(PROBLEM REQUIREMENTS) Lines that include "PartialEq" make up the answer; copy all of them from the data below.

(PROVIDED RECORDS)

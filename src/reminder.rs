use std::{collections::HashSet, fmt, str::FromStr};

use chrono::{NaiveDate, NaiveDateTime, NaiveTime, Timelike};
use serde::{Deserialize, Deserializer, Serialize, Serializer, de};
use thiserror::Error;

use crate::clock::is_today;

#[derive(Debug, Error, PartialEq, Eq)]
pub enum ReminderInputError {
    #[error("Please fill in the medicine name, dose and schedule.")]
    MissingField,

    #[error("Invalid schedule time \"{0}\". Please use the HH:MM format, e.g. 08:00, 20:00")]
    InvalidTime(String),
}

/// Time of day a reminder should be acted on, with minute precision.
#[derive(Debug, Clone, Copy, PartialEq, Eq, PartialOrd, Ord, Hash)]
pub struct ScheduleTime(NaiveTime);

impl ScheduleTime {
    pub fn new(inner: NaiveTime) -> Self {
        let normalized = NaiveTime::from_hms_opt(inner.hour(), inner.minute(), 0).unwrap_or(inner);
        Self(normalized)
    }

    pub fn time(&self) -> NaiveTime {
        self.0
    }

    pub fn on(&self, date: NaiveDate) -> NaiveDateTime {
        date.and_time(self.0)
    }
}

impl FromStr for ScheduleTime {
    type Err = ReminderInputError;

    fn from_str(s: &str) -> Result<Self, Self::Err> {
        let s = s.trim();
        let bytes = s.as_bytes();
        let well_formed = bytes.len() == 5
            && bytes[2] == b':'
            && bytes
                .iter()
                .enumerate()
                .all(|(i, b)| i == 2 || b.is_ascii_digit());

        if !well_formed {
            return Err(ReminderInputError::InvalidTime(s.to_string()));
        }

        NaiveTime::parse_from_str(s, "%H:%M")
            .map(Self::new)
            .map_err(|_| ReminderInputError::InvalidTime(s.to_string()))
    }
}

impl fmt::Display for ScheduleTime {
    fn fmt(&self, f: &mut fmt::Formatter<'_>) -> fmt::Result {
        write!(f, "{}", self.0.format("%H:%M"))
    }
}

impl Serialize for ScheduleTime {
    fn serialize<S: Serializer>(&self, serializer: S) -> Result<S::Ok, S::Error> {
        serializer.collect_str(self)
    }
}

impl<'de> Deserialize<'de> for ScheduleTime {
    fn deserialize<D: Deserializer<'de>>(deserializer: D) -> Result<Self, D::Error> {
        let raw = String::deserialize(deserializer)?;
        raw.parse().map_err(de::Error::custom)
    }
}

/// Record that a schedule slot was completed on a given calendar day.
#[derive(Debug, Clone, PartialEq, Eq, Serialize, Deserialize)]
pub struct TakenEntry {
    pub date: NaiveDate,
    pub time: ScheduleTime,
}

#[derive(Debug, Clone, Copy, PartialEq, Eq)]
pub enum SlotStatus {
    Completed,
    Missed,
    Upcoming,
}

#[derive(Debug, Clone, PartialEq, Eq, Serialize, Deserialize)]
#[serde(rename_all = "camelCase")]
pub struct Reminder {
    pub name: String,
    pub dose: String,
    pub schedule: Vec<ScheduleTime>,
    #[serde(default)]
    pub taken_dates: Vec<TakenEntry>,
}

impl Reminder {
    pub fn is_taken(&self, slot: ScheduleTime, now: NaiveDateTime) -> bool {
        self.taken_dates
            .iter()
            .any(|entry| entry.time == slot && is_today(Some(&entry.date), now))
    }

    /// A slot due exactly at `now` is still upcoming.
    pub fn slot_status(&self, slot: ScheduleTime, now: NaiveDateTime) -> SlotStatus {
        if self.is_taken(slot, now) {
            SlotStatus::Completed
        } else if slot.on(now.date()) < now {
            SlotStatus::Missed
        } else {
            SlotStatus::Upcoming
        }
    }

    pub fn slot_statuses(&self, now: NaiveDateTime) -> Vec<(ScheduleTime, SlotStatus)> {
        self.schedule
            .iter()
            .map(|slot| (*slot, self.slot_status(*slot, now)))
            .collect()
    }

    pub fn all_taken(&self, now: NaiveDateTime) -> bool {
        self.schedule.iter().all(|slot| self.is_taken(*slot, now))
    }

    /// Untaken slots still ahead of `now` today.
    pub fn pending_slots(&self, now: NaiveDateTime) -> impl Iterator<Item = ScheduleTime> + '_ {
        self.schedule
            .iter()
            .copied()
            .filter(move |slot| slot.on(now.date()) > now && !self.is_taken(*slot, now))
    }

    /// The untaken slot closest to `now` in either direction. Ties go to the
    /// slot listed first in the schedule.
    pub fn nearest_outstanding_slot(&self, now: NaiveDateTime) -> Option<ScheduleTime> {
        self.schedule
            .iter()
            .copied()
            .filter(|slot| !self.is_taken(*slot, now))
            .min_by_key(|slot| (slot.on(now.date()) - now).num_seconds().abs())
    }

    pub fn mark_taken(&mut self, now: NaiveDateTime) -> Option<ScheduleTime> {
        let slot = self.nearest_outstanding_slot(now)?;
        self.taken_dates.push(TakenEntry {
            date: now.date(),
            time: slot,
        });

        Some(slot)
    }

    /// Drops taken entries from previous days. Returns whether anything was dropped.
    pub fn retain_today(&mut self, now: NaiveDateTime) -> bool {
        let before = self.taken_dates.len();
        self.taken_dates
            .retain(|entry| is_today(Some(&entry.date), now));

        before != self.taken_dates.len()
    }
}

#[derive(Debug, Clone, PartialEq, Eq)]
pub struct NewReminder {
    pub name: String,
    pub dose: String,
    pub schedule: Vec<ScheduleTime>,
}

impl NewReminder {
    /// `schedule` is a comma or space separated list of `HH:MM` times.
    /// Repeated times are kept once, in order of first appearance.
    pub fn parse(name: &str, dose: &str, schedule: &str) -> Result<Self, ReminderInputError> {
        let (name, dose) = (name.trim(), dose.trim());
        let mut schedule = schedule
            .split(|c: char| c == ',' || c.is_whitespace())
            .filter(|part| !part.is_empty())
            .map(str::parse)
            .collect::<Result<Vec<ScheduleTime>, _>>()?;

        let mut seen = HashSet::new();
        schedule.retain(|time| seen.insert(*time));

        if name.is_empty() || dose.is_empty() || schedule.is_empty() {
            return Err(ReminderInputError::MissingField);
        }

        Ok(Self {
            name: name.to_string(),
            dose: dose.to_string(),
            schedule,
        })
    }

    pub fn into_reminder(self) -> Reminder {
        Reminder {
            name: self.name,
            dose: self.dose,
            schedule: self.schedule,
            taken_dates: Vec::new(),
        }
    }
}
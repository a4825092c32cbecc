use async_trait::async_trait;
use serde::{Deserialize, Serialize};

use crate::reminder::{Reminder, ScheduleTime};

pub const MEDICINE_REMINDER_TAG: &str = "medicine-reminder";

#[derive(Debug, Default, Clone, Copy, PartialEq, Eq, Serialize, Deserialize)]
#[serde(rename_all = "lowercase")]
pub enum NotificationPermission {
    /// The user has not been asked yet.
    #[default]
    Default,
    Granted,
    Denied,
}

#[derive(Debug, Clone, PartialEq, Eq)]
pub struct Notification {
    pub tag: String,
    pub name: String,
    pub dose: String,
    pub time: ScheduleTime,
}

impl Notification {
    pub fn for_slot(reminder: &Reminder, slot: ScheduleTime) -> Self {
        Self {
            tag: MEDICINE_REMINDER_TAG.to_string(),
            name: reminder.name.clone(),
            dose: reminder.dose.clone(),
            time: slot,
        }
    }
}

#[async_trait]
pub trait NotificationChannel: Send + Sync + 'static {
    async fn permission(&self) -> NotificationPermission;

    /// Asks the user for permission and returns the resulting state.
    async fn request_permission(&self) -> NotificationPermission;

    async fn show(&self, notification: &Notification) -> anyhow::Result<()>;

    /// Tells the user a reminder was due but notifications are blocked.
    async fn explain_denied(&self, notification: &Notification) -> anyhow::Result<()>;

    /// Removes previously shown notifications carrying `tag`.
    async fn clear(&self, tag: &str) -> anyhow::Result<()>;
}

pub async fn deliver(
    channel: &dyn NotificationChannel,
    notification: &Notification,
) -> anyhow::Result<()> {
    let permission = match channel.permission().await {
        NotificationPermission::Default => channel.request_permission().await,
        permission => permission,
    };

    match permission {
        NotificationPermission::Granted => channel.show(notification).await,
        NotificationPermission::Denied => channel.explain_denied(notification).await,
        NotificationPermission::Default => {
            log::info!(
                "Permission still undetermined, dropping notification. [name = {}, time = {}]",
                notification.name,
                notification.time
            );
            Ok(())
        }
    }
}
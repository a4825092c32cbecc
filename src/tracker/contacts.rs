use serde::{Deserialize, Serialize};

use super::ToolInputError;

#[derive(Debug, Clone, PartialEq, Eq, Serialize, Deserialize)]
pub struct EmergencyContact {
    pub name: String,
    pub number: String,
}

impl EmergencyContact {
    pub fn new(name: &str, number: &str) -> Result<Self, ToolInputError> {
        let (name, number) = (name.trim(), number.trim());
        if name.is_empty() || number.is_empty() {
            return Err(ToolInputError::MissingContactField);
        }

        Ok(Self {
            name: name.to_string(),
            number: number.to_string(),
        })
    }

    /// Parses `<name...> <number>`, the number being the last word.
    pub fn parse(args: &str) -> Result<Self, ToolInputError> {
        let args = args.trim();
        match args.rsplit_once(char::is_whitespace) {
            Some((name, number)) => Self::new(name, number),
            None => Err(ToolInputError::MissingContactField),
        }
    }
}

#[derive(Debug, Default, Clone, PartialEq, Eq, Serialize, Deserialize)]
#[serde(transparent)]
pub struct ContactBook(Vec<EmergencyContact>);

impl ContactBook {
    pub fn push(&mut self, contact: EmergencyContact) {
        self.0.push(contact);
    }

    pub fn remove(&mut self, index: usize) -> Option<EmergencyContact> {
        (index < self.0.len()).then(|| self.0.remove(index))
    }

    pub fn entries(&self) -> &[EmergencyContact] {
        &self.0
    }
}
use teloxide::{
    Bot,
    payloads::EditMessageReplyMarkupSetters,
    prelude::Requester,
    sugar::bot::BotMessagesExt,
    types::{CallbackQuery, InlineKeyboardButton, InlineKeyboardMarkup, MaybeInaccessibleMessage, Message},
};

use super::render::ControlButton;

pub fn try_get_message_from_query(query: &CallbackQuery) -> Option<&Message> {
    query.message.as_ref().and_then(|msg| match msg {
        MaybeInaccessibleMessage::Inaccessible(_) => None,
        MaybeInaccessibleMessage::Regular(message) => Some(message.as_ref()),
    })
}

pub async fn clear_message_buttons(bot: &Bot, message: &Message) -> Result<(), anyhow::Error> {
    bot.edit_reply_markup(message)
        .reply_markup(InlineKeyboardMarkup::default())
        .await?;

    Ok(())
}

/// Answers the query and strips the buttons from the message it came from.
pub async fn settle_query(bot: &Bot, query: &CallbackQuery) -> Result<(), anyhow::Error> {
    bot.answer_callback_query(query.id.clone()).await?;
    if let Some(message) = try_get_message_from_query(query) {
        clear_message_buttons(bot, message).await?;
    }

    Ok(())
}

pub fn keyboard(rows: Vec<Vec<ControlButton>>) -> InlineKeyboardMarkup {
    InlineKeyboardMarkup::new(rows.into_iter().map(|row| {
        row.into_iter()
            .map(|button| InlineKeyboardButton::callback(button.label, button.data))
            .collect::<Vec<_>>()
    }))
}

(EXERCISE OUTPUT)
#[derive(Debug, Error, PartialEq, Eq)]
#[derive(Debug, Clone, Copy, PartialEq, Eq, PartialOrd, Ord, Hash)]
#[derive(Debug, Clone, PartialEq, Eq, Serialize, Deserialize)]
#[derive(Debug, Clone, Copy, PartialEq, Eq)]
#[derive(Debug, Clone, PartialEq, Eq, Serialize, Deserialize)]
#[derive(Debug, Clone, PartialEq, Eq)]
#[derive(Debug, Default, Clone, Copy, PartialEq, Eq, Serialize, Deserialize)]
#[derive(Debug, Clone, PartialEq, Eq)]
#[derive(Debug, Clone, PartialEq, Eq, Serialize, Deserialize)]
#[derive(Debug, Default, Clone, PartialEq, Eq, Serialize, Deserialize)]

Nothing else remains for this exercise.